Task details: Write every entry out again, exactly as given.

..............................

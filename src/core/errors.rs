//! WST-prefixed error types with structured error codes.

#![allow(missing_docs)]

use std::path::{Path, PathBuf};

use thiserror::Error;

/// Shared `Result` alias for the project.
pub type Result<T> = std::result::Result<T, WstError>;

/// Top-level error type for workspace tooling.
#[derive(Debug, Error)]
pub enum WstError {
    #[error("[WST-1001] invalid configuration: {details}")]
    InvalidConfig { details: String },

    #[error("[WST-1002] missing configuration file: {path}")]
    MissingConfig { path: PathBuf },

    #[error("[WST-1003] configuration parse failure in {context}: {details}")]
    ConfigParse {
        context: &'static str,
        details: String,
    },

    #[error("[WST-2001] disk usage measurement failed for {path}: {details}")]
    Measurement { path: PathBuf, details: String },

    #[error("[WST-2002] cleanup already in progress for {path}")]
    CleanupInProgress { path: PathBuf },

    #[error("[WST-2003] external command `{command}` failed: {details}")]
    Command {
        command: String,
        details: String,
    },

    #[error("[WST-2004] git: {details}")]
    Git { details: String },

    #[error("[WST-2101] serialization failure in {context}: {details}")]
    Serialization {
        context: &'static str,
        details: String,
    },

    #[error("[WST-2201] invalid input: {details}")]
    InvalidInput { details: String },

    #[error("[WST-3001] permission denied for {path}")]
    PermissionDenied { path: PathBuf },

    #[error("[WST-3002] IO failure at {path}: {source}")]
    Io {
        path: PathBuf,
        #[source]
        source: std::io::Error,
    },

    #[error("[WST-3900] runtime failure: {details}")]
    Runtime { details: String },
}

impl WstError {
    /// Stable machine-parseable error code.
    #[must_use]
    pub const fn code(&self) -> &'static str {
        match self {
            Self::InvalidConfig { .. } => "WST-1001",
            Self::MissingConfig { .. } => "WST-1002",
            Self::ConfigParse { .. } => "WST-1003",
            Self::Measurement { .. } => "WST-2001",
            Self::CleanupInProgress { .. } => "WST-2002",
            Self::Command { .. } => "WST-2003",
            Self::Git { .. } => "WST-2004",
            Self::Serialization { .. } => "WST-2101",
            Self::InvalidInput { .. } => "WST-2201",
            Self::PermissionDenied { .. } => "WST-3001",
            Self::Io { .. } => "WST-3002",
            Self::Runtime { .. } => "WST-3900",
        }
    }

    /// Whether the failure was caused by the caller's input rather than the server.
    #[must_use]
    pub const fn is_client_error(&self) -> bool {
        matches!(self, Self::InvalidInput { .. })
    }

    /// IO error at a known path; permission failures get their own code.
    #[must_use]
    pub fn io(path: impl AsRef<Path>, source: std::io::Error) -> Self {
        let path = path.as_ref().to_path_buf();
        if source.kind() == std::io::ErrorKind::PermissionDenied {
            return Self::PermissionDenied { path };
        }
        Self::Io { path, source }
    }

    /// Convenience constructor for user-input errors.
    #[must_use]
    pub fn invalid_input(details: impl Into<String>) -> Self {
        Self::InvalidInput {
            details: details.into(),
        }
    }
}

impl From<serde_json::Error> for WstError {
    fn from(value: serde_json::Error) -> Self {
        Self::Serialization {
            context: "serde_json",
            details: value.to_string(),
        }
    }
}

impl From<toml::de::Error> for WstError {
    fn from(value: toml::de::Error) -> Self {
        Self::ConfigParse {
            context: "toml",
            details: value.to_string(),
        }
    }
}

..............................

Output below:
filename src/core/errors.rs
//! WST-prefixed error types with structured error codes.

#![allow(missing_docs)]

use std::path::{Path, PathBuf};

use thiserror::Error;

/// Shared `Result` alias for the project.
pub type Result<T> = std::result::Result<T, WstError>;

/// Top-level error type for workspace tooling.
#[derive(Debug, Error)]
pub enum WstError {
    #[error("[WST-1001] invalid configuration: {details}")]
    InvalidConfig { details: String },

    #[error("[WST-1002] missing configuration file: {path}")]
    MissingConfig { path: PathBuf },

    #[error("[WST-1003] configuration parse failure in {context}: {details}")]
    ConfigParse {
        context: &'static str,
        details: String,
    },

    #[error("[WST-2001] disk usage measurement failed for {path}: {details}")]
    Measurement { path: PathBuf, details: String },

    #[error("[WST-2002] cleanup already in progress for {path}")]
    CleanupInProgress { path: PathBuf },

    #[error("[WST-2003] external command `{command}` failed: {details}")]
    Command {
        command: String,
        details: String,
    },

    #[error("[WST-2004] git: {details}")]
    Git { details: String },

    #[error("[WST-2101] serialization failure in {context}: {details}")]
    Serialization {
        context: &'static str,
        details: String,
    },

    #[error("[WST-2201] invalid input: {details}")]
    InvalidInput { details: String },

    #[error("[WST-3001] permission denied for {path}")]
    PermissionDenied { path: PathBuf },

    #[error("[WST-3002] IO failure at {path}: {source}")]
    Io {
        path: PathBuf,
        #[source]
        source: std::io::Error,
    },

    #[error("[WST-3900] runtime failure: {details}")]
    Runtime { details: String },
}

impl WstError {
    /// Stable machine-parseable error code.
    #[must_use]
    pub const fn code(&self) -> &'static str {
        match self {
            Self::InvalidConfig { .. } => "WST-1001",
            Self::MissingConfig { .. } => "WST-1002",
            Self::ConfigParse { .. } => "WST-1003",
            Self::Measurement { .. } => "WST-2001",
            Self::CleanupInProgress { .. } => "WST-2002",
            Self::Command { .. } => "WST-2003",
            Self::Git { .. } => "WST-2004",
            Self::Serialization { .. } => "WST-2101",
            Self::InvalidInput { .. } => "WST-2201",
            Self::PermissionDenied { .. } => "WST-3001",
            Self::Io { .. } => "WST-3002",
            Self::Runtime { .. } => "WST-3900",
        }
    }

    /// Whether the failure was caused by the caller's input rather than the server.
    #[must_use]
    pub const fn is_client_error(&self) -> bool {
        matches!(self, Self::InvalidInput { .. })
    }

    /// IO error at a known path; permission failures get their own code.
    #[must_use]
    pub fn io(path: impl AsRef<Path>, source: std::io::Error) -> Self {
        let path = path.as_ref().to_path_buf();
        if source.kind() == std::io::ErrorKind::PermissionDenied {
            return Self::PermissionDenied { path };
        }
        Self::Io { path, source }
    }

    /// Convenience constructor for user-input errors.
    #[must_use]
    pub fn invalid_input(details: impl Into<String>) -> Self {
        Self::InvalidInput {
            details: details.into(),
        }
    }
}

impl From<serde_json::Error> for WstError {
    fn from(value: serde_json::Error) -> Self {
        Self::Serialization {
            context: "serde_json",
            details: value.to_string(),
        }
    }
}

impl From<toml::de::Error> for WstError {
    fn from(value: toml::de::Error) -> Self {
        Self::ConfigParse {
            context: "toml",
            details: value.to_string(),
        }
    }
}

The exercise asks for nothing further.